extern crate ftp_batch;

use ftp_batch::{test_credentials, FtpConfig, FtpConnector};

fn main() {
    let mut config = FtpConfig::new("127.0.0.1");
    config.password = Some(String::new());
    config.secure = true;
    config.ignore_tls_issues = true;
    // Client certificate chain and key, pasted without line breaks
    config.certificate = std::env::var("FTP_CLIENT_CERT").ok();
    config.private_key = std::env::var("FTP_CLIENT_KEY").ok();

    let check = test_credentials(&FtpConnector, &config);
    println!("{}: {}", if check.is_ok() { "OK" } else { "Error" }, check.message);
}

- EXERCISE GOAL: The lines holding the word "FtpConnector" are the answer. Pull them out of the records and copy them.

- REPLY:
use ftp_batch::{test_credentials, FtpConfig, FtpConnector};
    let check = test_credentials(&FtpConnector, &config);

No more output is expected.